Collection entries
»»

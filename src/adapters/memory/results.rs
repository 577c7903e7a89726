//! In-memory aggregated result repository.

use async_trait::async_trait;
use std::sync::Arc;
use tokio::sync::RwLock;

use crate::domain::analysis::AggregatedResult;
use crate::domain::foundation::{AlternativeId, DecisionMakerId, DomainError};
use crate::ports::ResultRepository;

/// In-memory storage for cached Copeland scores.
#[derive(Debug, Clone, Default)]
pub struct InMemoryResultRepository {
    results: Arc<RwLock<Vec<AggregatedResult>>>,
}

impl InMemoryResultRepository {
    pub fn new() -> Self {
        Self::default()
    }
}

#[async_trait]
impl ResultRepository for InMemoryResultRepository {
    async fn replace_results(
        &self,
        decision_maker_id: &DecisionMakerId,
        results: &[AggregatedResult],
    ) -> Result<(), DomainError> {
        let mut stored = self.results.write().await;
        stored.retain(|r| &r.decision_maker_id != decision_maker_id);
        stored.extend(
            results
                .iter()
                .filter(|r| &r.decision_maker_id == decision_maker_id)
                .copied(),
        );
        Ok(())
    }

    async fn find_by_decision_maker(&self, id: &DecisionMakerId) -> Result<Vec<AggregatedResult>, DomainError> {
        Ok(self
            .results
            .read()
            .await
            .iter()
            .filter(|r| &r.decision_maker_id == id)
            .copied()
            .collect())
    }

    async fn list(&self) -> Result<Vec<AggregatedResult>, DomainError> {
        Ok(self.results.read().await.clone())
    }

    async fn delete_by_alternative(&self, id: &AlternativeId) -> Result<(), DomainError> {
        self.results.write().await.retain(|r| &r.alternative_id != id);
        Ok(())
    }

    async fn delete_by_decision_maker(&self, id: &DecisionMakerId) -> Result<(), DomainError> {
        self.results.write().await.retain(|r| &r.decision_maker_id != id);
        Ok(())
    }
}

#[cfg(test)]
mod tests {
    use super::*;

    fn row(dm: DecisionMakerId, weight: u32) -> AggregatedResult {
        AggregatedResult {
            decision_maker_id: dm,
            alternative_id: AlternativeId::new(),
            weight,
        }
    }

    #[tokio::test]
    async fn replace_results_only_touches_one_decision_maker() {
        let repo = InMemoryResultRepository::new();
        let (dm1, dm2) = (DecisionMakerId::new(), DecisionMakerId::new());
        repo.replace_results(&dm1, &[row(dm1, 1), row(dm1, 2)]).await.unwrap();
        repo.replace_results(&dm2, &[row(dm2, 7)]).await.unwrap();

        repo.replace_results(&dm1, &[row(dm1, 3)]).await.unwrap();

        let dm1_rows = repo.find_by_decision_maker(&dm1).await.unwrap();
        assert_eq!(dm1_rows.len(), 1);
        assert_eq!(dm1_rows[0].weight, 3);
        assert_eq!(repo.find_by_decision_maker(&dm2).await.unwrap().len(), 1);
    }

    #[tokio::test]
    async fn rows_for_other_decision_makers_are_not_written() {
        let repo = InMemoryResultRepository::new();
        let (dm1, dm2) = (DecisionMakerId::new(), DecisionMakerId::new());
        repo.replace_results(&dm1, &[row(dm2, 1)]).await.unwrap();
        assert!(repo.list().await.unwrap().is_empty());
    }
}
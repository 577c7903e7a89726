//! AddMarkHandler - adds a mark to a criterion scale.

use std::sync::Arc;

use crate::domain::criteria::Mark;
use crate::domain::foundation::{CommandMetadata, CriterionId, EngineError};
use crate::ports::{CriterionRepository, EventPublisher, MarkRepository};

use super::normalize_criterion::renormalize;

/// Command to add a mark.
#[derive(Debug, Clone)]
pub struct AddMarkCommand {
    pub criterion_id: CriterionId,
    pub name: String,
    pub numeric_value: i64,
    pub rank: i32,
}

/// Handler for adding marks.
///
/// When the criterion already has a direction, every mark of the criterion
/// is renormalized, since a new extremum changes all values.
pub struct AddMarkHandler {
    criteria: Arc<dyn CriterionRepository>,
    marks: Arc<dyn MarkRepository>,
    event_publisher: Arc<dyn EventPublisher>,
}

impl AddMarkHandler {
    pub fn new(
        criteria: Arc<dyn CriterionRepository>,
        marks: Arc<dyn MarkRepository>,
        event_publisher: Arc<dyn EventPublisher>,
    ) -> Self {
        Self {
            criteria,
            marks,
            event_publisher,
        }
    }

    pub async fn handle(&self, cmd: AddMarkCommand, metadata: CommandMetadata) -> Result<Mark, EngineError> {
        let criterion = self
            .criteria
            .find_by_id(&cmd.criterion_id)
            .await?
            .ok_or(EngineError::UnknownCriterion(cmd.criterion_id))?;

        let mut mark = Mark::new(criterion.id, cmd.name, cmd.numeric_value);
        mark.rank = cmd.rank;
        self.marks.save(&mark).await?;

        if criterion.direction.is_some() {
            let normalized = renormalize(
                self.marks.as_ref(),
                self.event_publisher.as_ref(),
                &criterion,
                &metadata,
            )
            .await?;
            mark.normalized = normalized
                .iter()
                .find(|n| n.mark_id == mark.id)
                .map(|n| n.value);
        }

        Ok(mark)
    }
}
//! Group Ranking - priority-weighted sum of per-decision-maker Copeland scores.

use serde::{Deserialize, Serialize};
use std::collections::HashMap;

use super::AggregatedResult;
use crate::domain::foundation::{AlternativeId, DecisionMakerId, EngineError};

/// One alternative's place in the group ranking.
#[derive(Debug, Clone, Copy, PartialEq, Eq, Serialize, Deserialize)]
pub struct RankedAlternative {
    pub alternative_id: AlternativeId,
    pub score: i64,
    /// 1-based; tied alternatives share a position.
    pub position: usize,
}

/// Group ranking functions.
pub struct GroupRanking;

impl GroupRanking {
    /// Combines decision-maker priorities with their Copeland scores.
    ///
    /// # Algorithm
    /// group(A) = Σ_dm copeland(dm, A) * priority(dm)
    ///
    /// Sorted by score descending; equal scores share a position and keep
    /// input order, the next position skips ahead (1, 1, 3).
    ///
    /// # Edge Cases
    /// - Decision maker without a priority: contributes 0
    /// - Alternative without results: score 0
    /// - Results for alternatives outside `alternatives`: ignored
    pub fn combine(
        alternatives: &[AlternativeId],
        priorities: &HashMap<DecisionMakerId, i64>,
        results: &[AggregatedResult],
    ) -> Result<Vec<RankedAlternative>, EngineError> {
        let mut totals: HashMap<AlternativeId, i64> =
            alternatives.iter().map(|alt| (*alt, 0)).collect();

        for result in results {
            let Some(total) = totals.get_mut(&result.alternative_id) else {
                continue;
            };
            let priority = priorities
                .get(&result.decision_maker_id)
                .copied()
                .unwrap_or(0);
            let contribution = i64::from(result.weight)
                .checked_mul(priority)
                .ok_or(EngineError::Overflow("group ranking"))?;
            *total = total
                .checked_add(contribution)
                .ok_or(EngineError::Overflow("group ranking"))?;
        }

        let mut scored: Vec<(AlternativeId, i64)> = alternatives
            .iter()
            .map(|alt| (*alt, totals.get(alt).copied().unwrap_or(0)))
            .collect();
        scored.sort_by(|a, b| b.1.cmp(&a.1));

        let mut ranking = Vec::with_capacity(scored.len());
        let mut position = 0;
        let mut previous: Option<i64> = None;
        for (index, (alternative_id, score)) in scored.into_iter().enumerate() {
            if previous != Some(score) {
                position = index + 1;
                previous = Some(score);
            }
            ranking.push(RankedAlternative {
                alternative_id,
                score,
                position,
            });
        }

        Ok(ranking)
    }
}

#[cfg(test)]
mod tests {
    use super::*;

    fn result(dm: DecisionMakerId, alt: AlternativeId, weight: u32) -> AggregatedResult {
        AggregatedResult {
            decision_maker_id: dm,
            alternative_id: alt,
            weight,
        }
    }

    #[test]
    fn weights_scores_by_priority() {
        let alts: Vec<AlternativeId> = (0..2).map(|_| AlternativeId::new()).collect();
        let dm1 = DecisionMakerId::new();
        let dm2 = DecisionMakerId::new();
        let priorities = HashMap::from([(dm1, 37), (dm2, 63)]);
        let results = vec![
            result(dm1, alts[0], 1),
            result(dm1, alts[1], 0),
            result(dm2, alts[0], 0),
            result(dm2, alts[1], 1),
        ];

        let ranking = GroupRanking::combine(&alts, &priorities, &results).unwrap();
        assert_eq!(ranking[0].alternative_id, alts[1]);
        assert_eq!(ranking[0].score, 63);
        assert_eq!(ranking[0].position, 1);
        assert_eq!(ranking[1].alternative_id, alts[0]);
        assert_eq!(ranking[1].score, 37);
        assert_eq!(ranking[1].position, 2);
    }

    #[test]
    fn ties_share_a_position() {
        let alts: Vec<AlternativeId> = (0..3).map(|_| AlternativeId::new()).collect();
        let dm = DecisionMakerId::new();
        let priorities = HashMap::from([(dm, 50)]);
        let results = vec![
            result(dm, alts[0], 1),
            result(dm, alts[1], 1),
            result(dm, alts[2], 0),
        ];

        let ranking = GroupRanking::combine(&alts, &priorities, &results).unwrap();
        let positions: Vec<usize> = ranking.iter().map(|r| r.position).collect();
        assert_eq!(positions, vec![1, 1, 3]);
        assert_eq!(ranking[0].alternative_id, alts[0]);
        assert_eq!(ranking[1].alternative_id, alts[1]);
    }

    #[test]
    fn decision_maker_without_priority_contributes_nothing() {
        let alts = vec![AlternativeId::new()];
        let dm = DecisionMakerId::new();
        let ranking =
            GroupRanking::combine(&alts, &HashMap::new(), &[result(dm, alts[0], 2)]).unwrap();
        assert_eq!(ranking[0].score, 0);
    }

    #[test]
    fn overflow_is_reported() {
        let alts = vec![AlternativeId::new()];
        let dm = DecisionMakerId::new();
        let priorities = HashMap::from([(dm, i64::MAX)]);
        let err = GroupRanking::combine(&alts, &priorities, &[result(dm, alts[0], 2)]).unwrap_err();
        assert!(matches!(err, EngineError::Overflow(_)));
    }
}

««

§ **What is needed**:
State how many lines in the entries hold "super". Nothing should come before or after the number.

§ **Answer**:
4